ANN Implemented With HDLs

Chad Chapman

CMSC 490 – Research Seminar

October 27, 2010

This paper presents the idea of implementing artificial neural networks in hardware and the issues involved to get an efficient design. The discussion will start with a short introduction to neural networks, the algorithms involved, and finally how to put the algorithm in the context of hardware. In order to put this problem in the context of a software engineering exercise the programming language called VHDL will be used.

1. Introduction

Machine learning has inspired several methods for solving problems in the field of artificial intelligence. For instance, artificial neural networks were developed as an attempt to model how the brain works on a computer by learning how to get to the correct answer through experience. So far there have been surprising results in applications like image analysis, hand writing recognition, and predicting bank transactions that are more likely to be made by stolen credit cards [6, 7]. The major inspiration is the fact that the building block of a neural network, both biological and artificial, is an information-processing unit that when used in large numbers has significant processing power [6].

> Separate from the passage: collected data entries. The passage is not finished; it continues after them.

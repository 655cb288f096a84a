use actisleep_types::{
    Result, SleepWakeLabel,
    validation::{validate_length, validate_same_length},
};
use chrono::NaiveDateTime;

use crate::algorithm::Configurable;

mod consecutive;
pub use consecutive::ConsecutiveEpochs;

mod tudor_locke;
pub use tudor_locke::TudorLocke;

/// Epochs the marker-bounded range is widened by on each side unless configured otherwise.
pub const DEFAULT_SEARCH_EXTENSION: usize = 5;

/// Closed index range searched for boundaries.
#[derive(Clone, Copy, Debug, PartialEq, Eq)]
pub struct SearchWindow {
    pub start: usize,
    pub end: usize,
}

impl SearchWindow {
    /// Window between the epochs nearest to both markers, widened by `extension` and clipped
    /// to the series. `None` when a marker lies outside the recording or they are reversed.
    pub fn from_markers(
        timestamps: &[NaiveDateTime],
        onset_marker: NaiveDateTime,
        offset_marker: NaiveDateTime,
        extension: usize,
    ) -> Option<Self> {
        if onset_marker > offset_marker {
            warn!("onset marker {onset_marker} is after offset marker {offset_marker}");
            return None;
        }

        let onset = nearest_index(timestamps, onset_marker)?;
        let offset = nearest_index(timestamps, offset_marker)?;
        Some(Self {
            start: onset.saturating_sub(extension),
            end: offset.saturating_add(extension).min(timestamps.len() - 1),
        })
    }

    pub fn contains(&self, index: usize) -> bool {
        (self.start..=self.end).contains(&index)
    }
}

/// Index of the timestamp nearest `marker`, earlier epoch on ties.
fn nearest_index(timestamps: &[NaiveDateTime], marker: NaiveDateTime) -> Option<usize> {
    let (first, last) = (timestamps.first()?, timestamps.last()?);
    if marker < *first || marker > *last {
        warn!("marker {marker} is outside the recording ({first} - {last})");
        return None;
    }

    let after = timestamps.partition_point(|t| *t < marker);
    if after == 0 {
        return Some(0);
    }
    let before = after - 1;
    if after == timestamps.len() || marker - timestamps[before] <= timestamps[after] - marker {
        Some(before)
    } else {
        Some(after)
    }
}

/// Progress of a boundary search.
#[derive(Clone, Copy, Debug, PartialEq, Eq)]
enum SearchState {
    SearchOnset,
    SearchOffset { onset: usize },
    Found { onset: usize, offset: usize },
    NotFound { onset: Option<usize> },
}

/// Locates sleep onset and offset around two approximate markers.
pub trait SleepPeriodDetector: Configurable {
    fn search_extension(&self) -> usize;

    /// First onset candidate inside `window`.
    fn find_onset(&self, labels: &[SleepWakeLabel], window: SearchWindow) -> Option<usize>;

    /// Offset after `onset` inside `window`.
    fn find_offset(
        &self,
        labels: &[SleepWakeLabel],
        onset: usize,
        window: SearchWindow,
    ) -> Option<usize>;

    /// `(onset, offset)` indices; either may be absent, a missing offset keeps the onset.
    fn apply_rules(
        &self,
        labels: &[SleepWakeLabel],
        onset_marker: NaiveDateTime,
        offset_marker: NaiveDateTime,
        timestamps: &[NaiveDateTime],
    ) -> Result<(Option<usize>, Option<usize>)> {
        validate_length(labels.len())?;
        validate_same_length("labels", labels.len(), "timestamps", timestamps.len())?;

        let Some(window) = SearchWindow::from_markers(
            timestamps,
            onset_marker,
            offset_marker,
            self.search_extension(),
        ) else {
            return Ok((None, None));
        };

        let mut state = SearchState::SearchOnset;
        loop {
            trace!("{}: {state:?}", self.identifier());
            state = match state {
                SearchState::SearchOnset => match self.find_onset(labels, window) {
                    Some(onset) => SearchState::SearchOffset { onset },
                    None => SearchState::NotFound { onset: None },
                },
                SearchState::SearchOffset { onset } => {
                    match self.find_offset(labels, onset, window) {
                        Some(offset) if offset > onset => SearchState::Found { onset, offset },
                        _ => SearchState::NotFound { onset: Some(onset) },
                    }
                }
                SearchState::Found { onset, offset } => {
                    debug!("{}: period {onset}..={offset}", self.identifier());
                    return Ok((Some(onset), Some(offset)));
                }
                SearchState::NotFound { onset } => {
                    debug!("{}: no complete period, onset {onset:?}", self.identifier());
                    return Ok((onset, None));
                }
            };
        }
    }
}

/// Whether `labels[start..start + len]` exists and is entirely `label`.
pub(crate) fn is_run(
    labels: &[SleepWakeLabel],
    start: usize,
    len: usize,
    label: SleepWakeLabel,
) -> bool {
    start
        .checked_add(len)
        .and_then(|end| labels.get(start..end))
        .is_some_and(|run| run.iter().all(|l| *l == label))
}

/// Earliest `i` in `window` whose run of `len` sleep epochs fits inside the window.
pub(crate) fn first_sleep_run(
    labels: &[SleepWakeLabel],
    window: SearchWindow,
    len: usize,
) -> Option<usize> {
    let last_start = (window.end + 1).checked_sub(len)?;
    (window.start..=last_start).find(|&i| is_run(labels, i, len, SleepWakeLabel::Sleep))
}
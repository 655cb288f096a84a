use actisleep_types::{ActisleepError, Result};
use serde_json::Value;

/// Parameter bag exchanged with configuration collaborators.
pub type Parameters = serde_json::Map<String, Value>;

/// Common surface of every registered algorithm.
pub trait Configurable: Send + Sync {
    /// Human readable name.
    fn name(&self) -> &'static str;

    /// Registry identifier this instance corresponds to.
    fn identifier(&self) -> &'static str;

    fn get_parameters(&self) -> Parameters;

    /// Applies every entry of `params` or none of them.
    fn set_parameters(&mut self, params: &Parameters) -> Result<()>;
}

pub(crate) fn param_f64(algorithm: &str, name: &str, value: &Value) -> Result<f64> {
    value
        .as_f64()
        .filter(|v| v.is_finite())
        .ok_or_else(|| ActisleepError::invalid_parameter(algorithm, name, "expected a finite number"))
}

pub(crate) fn param_positive_f64(algorithm: &str, name: &str, value: &Value) -> Result<f64> {
    let v = param_f64(algorithm, name, value)?;
    if v <= 0.0 {
        return Err(ActisleepError::invalid_parameter(
            algorithm,
            name,
            format!("expected a positive number, got {v}"),
        ));
    }
    Ok(v)
}

pub(crate) fn param_usize(algorithm: &str, name: &str, value: &Value) -> Result<usize> {
    value
        .as_u64()
        .and_then(|v| usize::try_from(v).ok())
        .ok_or_else(|| {
            ActisleepError::invalid_parameter(algorithm, name, "expected a non-negative integer")
        })
}

pub(crate) fn param_positive_usize(algorithm: &str, name: &str, value: &Value) -> Result<usize> {
    let v = param_usize(algorithm, name, value)?;
    if v == 0 {
        return Err(ActisleepError::invalid_parameter(
            algorithm,
            name,
            "expected a positive integer",
        ));
    }
    Ok(v)
}

pub(crate) fn param_bool(algorithm: &str, name: &str, value: &Value) -> Result<bool> {
    value
        .as_bool()
        .ok_or_else(|| ActisleepError::invalid_parameter(algorithm, name, "expected a boolean"))
}
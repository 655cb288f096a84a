#[macro_use]
extern crate log;

pub mod input;
pub use input::{parse_datetime, parse_series, read_series};

pub mod report;
pub use report::{FormatHM, Summary};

Functional units working together in parallel are the main goal behind research and development for artificial neural networks [6, 7]. But what if we can improve upon the idea of parallel processing with respect to ANNs by bringing the implementation down to the hardware level [7]? With advances in technology it is possible while retaining a software engineering emphasis using a hardware description language [1, 7]. A hardware description language is a programming language that is used to describe digital systems. This type of language is useful for describing the components of a system, simulating hardware on a computer, and synthesizing the hardware. The language that will be discussed is VHISIC (Very High Speed Integrated Circuits) Hardware Description Language (VHDL) [1]. By using VHDL the architecture of an ANN can be described and eventually implemented as hardware on an FPGA. Since resources on FPGAs are an issue we will emphasize topics like data representation and arithmetic [5].

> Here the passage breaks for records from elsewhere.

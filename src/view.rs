use crate::client::CatalogClient;
use crate::error::{CatalogError, UserMessage};
use crate::model::{Category, FilterUpdate, Product, SearchFilters};
use crate::paginate::{self, PageInfo};

#[derive(Debug, Clone, PartialEq)]
pub enum ViewState {
    Loading,
    Ready,
    Error(String),
}

/// Identifies one issued search. Only the most recently issued ticket may
/// update the product list.
#[derive(Debug, Clone, Copy, PartialEq, Eq)]
pub struct SearchTicket(u64);

/// Application state for one viewing session: what was fetched, what the
/// user asked for and what is currently shown.
pub struct ViewController {
    client: CatalogClient,
    page_size: usize,
    state: ViewState,
    products: Vec<Product>,
    categories: Vec<Category>,
    search_term: String,
    filters: SearchFilters,
    current_page: usize,
    selected: Option<Product>,
    latest_search: u64,
}

impl ViewController {
    pub fn new(client: CatalogClient, page_size: usize) -> Self {
        Self {
            client,
            page_size,
            state: ViewState::Loading,
            products: Vec::new(),
            categories: Vec::new(),
            search_term: String::new(),
            filters: SearchFilters::default(),
            current_page: 1,
            selected: None,
            latest_search: 0,
        }
    }

    pub async fn mount(&mut self) {
        self.state = ViewState::Loading;
        match self.client.fetch_initial().await {
            Ok((products, categories)) => {
                self.products = products;
                self.categories = categories;
                self.current_page = 1;
                self.state = ViewState::Ready;
            }
            Err(e) => self.fail(UserMessage::InitialLoad, &e),
        }
    }

    pub async fn set_search_term(&mut self, term: &str) {
        self.search_term = term.to_string();
        self.refresh().await;
    }

    pub async fn update_filters(&mut self, update: FilterUpdate) {
        self.filters.apply(update);
        self.refresh().await;
    }

    pub async fn reset_filters(&mut self) {
        self.filters = SearchFilters::default();
        self.refresh().await;
    }

    /// Re-run the search for the current term and filters.
    pub async fn refresh(&mut self) {
        let ticket = self.begin_search();
        let result = self.client.search(&self.search_term, &self.filters).await;
        self.complete_search(ticket, result);
    }

    pub fn begin_search(&mut self) -> SearchTicket {
        self.latest_search += 1;
        self.state = ViewState::Loading;
        SearchTicket(self.latest_search)
    }

    /// Apply a search result. Returns `false` when a newer search has been
    /// issued since `ticket`, in which case the result is dropped.
    pub fn complete_search(
        &mut self,
        ticket: SearchTicket,
        result: Result<Vec<Product>, CatalogError>,
    ) -> bool {
        if ticket.0 != self.latest_search {
            tracing::warn!(
                "Discarding stale search response #{} (latest #{})",
                ticket.0,
                self.latest_search
            );
            return false;
        }

        match result {
            Ok(products) => {
                tracing::info!("Search returned {} products", products.len());
                self.products = products;
                self.current_page = 1;
                self.state = ViewState::Ready;
            }
            Err(e) => self.fail(UserMessage::Search, &e),
        }
        true
    }

    /// Fetch the full record for `id` and show it.
    pub async fn select(&mut self, id: u64) {
        self.selected = None;
        match self.client.get_product(id).await {
            Ok(product) => {
                if self.state == ViewState::Error(UserMessage::Detail.to_string()) {
                    self.state = ViewState::Ready;
                }
                self.selected = Some(product);
            }
            Err(e) => self.fail(UserMessage::Detail, &e),
        }
    }

    pub fn close_detail(&mut self) {
        self.selected = None;
    }

    pub fn go_to_page(&mut self, page: usize) {
        self.current_page = page;
    }

    pub fn next_page(&mut self) {
        if self.page_info().has_next() {
            self.current_page += 1;
        }
    }

    pub fn prev_page(&mut self) {
        if self.current_page > 1 {
            self.current_page -= 1;
        }
    }

    pub fn current_items(&self) -> &[Product] {
        paginate::paginate(&self.products, self.current_page, self.page_size)
    }

    pub fn page_info(&self) -> PageInfo {
        PageInfo::new(self.current_page, self.page_size, self.products.len())
    }

    pub fn state(&self) -> &ViewState {
        &self.state
    }

    pub fn products(&self) -> &[Product] {
        &self.products
    }

    pub fn categories(&self) -> &[Category] {
        &self.categories
    }

    pub fn selected(&self) -> Option<&Product> {
        self.selected.as_ref()
    }

    pub fn search_term(&self) -> &str {
        &self.search_term
    }

    pub fn filters(&self) -> &SearchFilters {
        &self.filters
    }

    pub fn current_page(&self) -> usize {
        self.current_page
    }

    fn fail(&mut self, message: UserMessage, cause: &CatalogError) {
        tracing::error!("{}: {}", message, cause);
        self.state = ViewState::Error(message.to_string());
    }
}

#[cfg(test)]
mod tests {
    use super::*;
    use crate::client::tests::{catalog_json, raw_json, test_config};
    use httpmock::prelude::*;
    use serde_json::json;

    async fn mounted(server: &MockServer) -> ViewController {
        server.mock(|when, then| {
            when.method(GET).path("/products");
            then.status(200).json_body(catalog_json());
        });
        server.mock(|when, then| {
            when.method(GET).path("/products/categories");
            then.status(200)
                .json_body(json!(["electronics", "men's clothing"]));
        });
        let client = CatalogClient::new(&test_config(&server.base_url())).unwrap();
        let mut view = ViewController::new(client, 8);
        view.mount().await;
        view
    }

    fn many_products(n: u64) -> serde_json::Value {
        let items: Vec<_> = (1..=n)
            .map(|id| raw_json(id, &format!("Item {}", id), 10.0 + id as f64, "electronics"))
            .collect();
        json!(items)
    }

    #[tokio::test]
    async fn mount_loads_products_and_categories() {
        let server = MockServer::start_async().await;
        let view = mounted(&server).await;

        assert_eq!(view.state(), &ViewState::Ready);
        assert_eq!(view.products().len(), 5);
        assert_eq!(view.categories().len(), 2);
        assert_eq!(view.current_page(), 1);
        assert!(view.selected().is_none());
    }

    #[tokio::test]
    async fn mount_failure_shows_initial_load_message() {
        let server = MockServer::start_async().await;
        server.mock(|when, then| {
            when.method(GET).path("/products");
            then.status(503);
        });
        server.mock(|when, then| {
            when.method(GET).path("/products/categories");
            then.status(200).json_body(json!(["electronics"]));
        });

        let client = CatalogClient::new(&test_config(&server.base_url())).unwrap();
        let mut view = ViewController::new(client, 8);
        view.mount().await;

        assert_eq!(
            view.state(),
            &ViewState::Error("An error occurred while fetching initial data.".to_string())
        );
        assert!(view.products().is_empty());
    }

    #[tokio::test]
    async fn search_and_filter_changes_reset_page() {
        let server = MockServer::start_async().await;
        server.mock(|when, then| {
            when.method(GET).path("/products");
            then.status(200).json_body(many_products(20));
        });
        server.mock(|when, then| {
            when.method(GET).path("/products/categories");
            then.status(200).json_body(json!(["electronics"]));
        });

        let client = CatalogClient::new(&test_config(&server.base_url())).unwrap();
        let mut view = ViewController::new(client, 8);
        view.mount().await;

        view.go_to_page(3);
        assert_eq!(view.current_items().len(), 4);

        view.set_search_term("item").await;
        assert_eq!(view.current_page(), 1);
        assert_eq!(view.current_items().len(), 8);

        view.go_to_page(2);
        view.update_filters(FilterUpdate {
            max_price: Some(15.0),
            ..FilterUpdate::default()
        })
        .await;
        assert_eq!(view.current_page(), 1);
        let ids: Vec<u64> = view.current_items().iter().map(|p| p.id).collect();
        assert_eq!(ids, vec![1, 2, 3, 4, 5]);

        view.reset_filters().await;
        assert_eq!(view.products().len(), 20);
        assert_eq!(view.state(), &ViewState::Ready);
    }

    #[tokio::test]
    async fn page_beyond_end_is_empty() {
        let server = MockServer::start_async().await;
        let mut view = mounted(&server).await;

        view.go_to_page(2);
        assert!(view.current_items().is_empty());
        assert!(view.page_info().is_empty());

        view.go_to_page(1);
        view.next_page();
        assert_eq!(view.current_page(), 1);
        view.prev_page();
        assert_eq!(view.current_page(), 1);
    }

    #[tokio::test]
    async fn search_failure_then_recovery() {
        let server = MockServer::start_async().await;
        let mut view = mounted(&server).await;

        // Point the controller at a server that only fails
        let failing = MockServer::start_async().await;
        failing.mock(|when, then| {
            when.method(GET).path("/products");
            then.status(500);
        });
        view.client = CatalogClient::new(&test_config(&failing.base_url())).unwrap();

        view.set_search_term("shirt").await;
        assert_eq!(
            view.state(),
            &ViewState::Error("An error occurred while searching for products.".to_string())
        );

        view.client = CatalogClient::new(&test_config(&server.base_url())).unwrap();
        view.set_search_term("shirt").await;
        assert_eq!(view.state(), &ViewState::Ready);
        assert_eq!(view.products().len(), 3);
    }

    #[tokio::test]
    async fn selecting_fetches_detail() {
        let server = MockServer::start_async().await;
        let mut view = mounted(&server).await;
        let detail = server.mock(|when, then| {
            when.method(GET).path("/products/3");
            then.status(200)
                .json_body(raw_json(3, "Casual Shirt", 15.99, "men's clothing"));
        });

        view.select(3).await;
        detail.assert();
        assert_eq!(view.selected().map(|p| p.id), Some(3));
        assert_eq!(view.state(), &ViewState::Ready);

        view.close_detail();
        assert!(view.selected().is_none());
    }

    #[tokio::test]
    async fn detail_failure_clears_selection() {
        let server = MockServer::start_async().await;
        let mut view = mounted(&server).await;
        server.mock(|when, then| {
            when.method(GET).path("/products/1");
            then.status(200)
                .json_body(raw_json(1, "Slim Fit Shirt", 22.3, "men's clothing"));
        });
        let detail = server.mock(|when, then| {
            when.method(GET).path("/products/3");
            then.status(500);
        });

        view.select(1).await;
        assert!(view.selected().is_some());

        view.select(3).await;
        detail.assert();
        assert!(view.selected().is_none());
        assert_eq!(
            view.state(),
            &ViewState::Error("An error occurred while fetching product details.".to_string())
        );
    }

    #[tokio::test]
    async fn successful_select_clears_earlier_detail_error() {
        let server = MockServer::start_async().await;
        let mut view = mounted(&server).await;
        server.mock(|when, then| {
            when.method(GET).path("/products/3");
            then.status(500);
        });
        server.mock(|when, then| {
            when.method(GET).path("/products/1");
            then.status(200)
                .json_body(raw_json(1, "Slim Fit Shirt", 22.3, "men's clothing"));
        });

        view.select(3).await;
        assert!(matches!(view.state(), ViewState::Error(_)));

        view.select(1).await;
        assert_eq!(view.selected().map(|p| p.id), Some(1));
        assert_eq!(view.state(), &ViewState::Ready);
    }

    #[tokio::test]
    async fn search_error_survives_detail_fetch() {
        let server = MockServer::start_async().await;
        let mut view = mounted(&server).await;
        server.mock(|when, then| {
            when.method(GET).path("/products/1");
            then.status(200)
                .json_body(raw_json(1, "Slim Fit Shirt", 22.3, "men's clothing"));
        });

        let ticket = view.begin_search();
        view.complete_search(ticket, Err(CatalogError::Command("down".to_string())));
        view.select(1).await;

        assert_eq!(
            view.state(),
            &ViewState::Error("An error occurred while searching for products.".to_string())
        );
    }

    #[tokio::test]
    async fn search_term_is_kept_as_typed() {
        let server = MockServer::start_async().await;
        let mut view = mounted(&server).await;

        view.set_search_term(" shirt").await;
        assert_eq!(view.search_term(), " shirt");
        assert_eq!(view.products().len(), 3);

        view.set_search_term("shirt ").await;
        assert!(view.products().is_empty());
    }

    #[tokio::test]
    async fn stale_search_results_are_discarded() {
        let server = MockServer::start_async().await;
        let mut view = mounted(&server).await;
        let before = view.products().to_vec();

        let stale = view.begin_search();
        let latest = view.begin_search();
        assert_ne!(stale, latest);
        assert_eq!(view.state(), &ViewState::Loading);

        assert!(!view.complete_search(stale, Ok(Vec::new())));
        assert_eq!(view.products(), before.as_slice());

        let newest = vec![before[1].clone()];
        assert!(view.complete_search(latest, Ok(newest)));
        assert_eq!(view.products().len(), 1);
        assert_eq!(view.state(), &ViewState::Ready);

        // A late failure for an old ticket does not flip the view into Error
        assert!(!view.complete_search(stale, Err(CatalogError::Command("late".to_string()))));
        assert_eq!(view.state(), &ViewState::Ready);
    }
}
pub const PAGE_SIZE: usize = 8;

/// Items on 1-indexed `page`. Page 0 and pages past the end yield an empty
/// slice rather than being clamped.
pub fn paginate<T>(items: &[T], page: usize, page_size: usize) -> &[T] {
    if page == 0 || page_size == 0 {
        return &[];
    }
    let start = (page - 1).saturating_mul(page_size);
    if start >= items.len() {
        return &[];
    }
    let end = start.saturating_add(page_size).min(items.len());
    &items[start..end]
}

pub fn total_pages(total_items: usize, page_size: usize) -> usize {
    if page_size == 0 {
        return 0;
    }
    total_items.div_ceil(page_size)
}

#[derive(Debug, Clone, Copy, PartialEq, Eq)]
pub struct PageInfo {
    pub page: usize,
    pub total_pages: usize,
    pub total_items: usize,
    /// 1-based position of the first item shown, 0 when the page is empty.
    pub first_item: usize,
    pub last_item: usize,
}

impl PageInfo {
    pub fn new(page: usize, page_size: usize, total_items: usize) -> Self {
        let shown = if page == 0 || page_size == 0 {
            0
        } else {
            let start = (page - 1).saturating_mul(page_size);
            total_items.saturating_sub(start).min(page_size)
        };
        let first_item = if shown == 0 {
            0
        } else {
            (page - 1) * page_size + 1
        };
        let last_item = if shown == 0 { 0 } else { first_item + shown - 1 };

        Self {
            page,
            total_pages: total_pages(total_items, page_size),
            total_items,
            first_item,
            last_item,
        }
    }

    pub fn is_empty(&self) -> bool {
        self.first_item == 0
    }

    pub fn has_next(&self) -> bool {
        self.page < self.total_pages
    }

    pub fn has_prev(&self) -> bool {
        self.page > 1
    }
}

In the following sections we will show possible ways to describe the architecture of an artificial neural network using VHDL. First a discussion on ANNs in general is in order so that the problems behind implementation in hardware can be better understood. We will first talk about the neuron, the basic building block any neural network, and how a certain organization of these neurons in layers gives rise to the implementations of a very commonly used algorithm called the back propagation algorithm. The purpose of using this algorithm is to train a network with one or more hidden layers called the perceptron.

After setting the framework for the back propagation algorithm we will discuss the hardware and software side of implementing an ANN. The advantages and disadvantages of implementation in hardware and software will be discussed here along with why FPGAs are more favorable than other electronic devices. Then VHDL will be introduced in more detail, how it is different from other programming languages, and how syntax dictates how the ANNs are mapped into hardware with respect to specific steps in the back propagation algorithm.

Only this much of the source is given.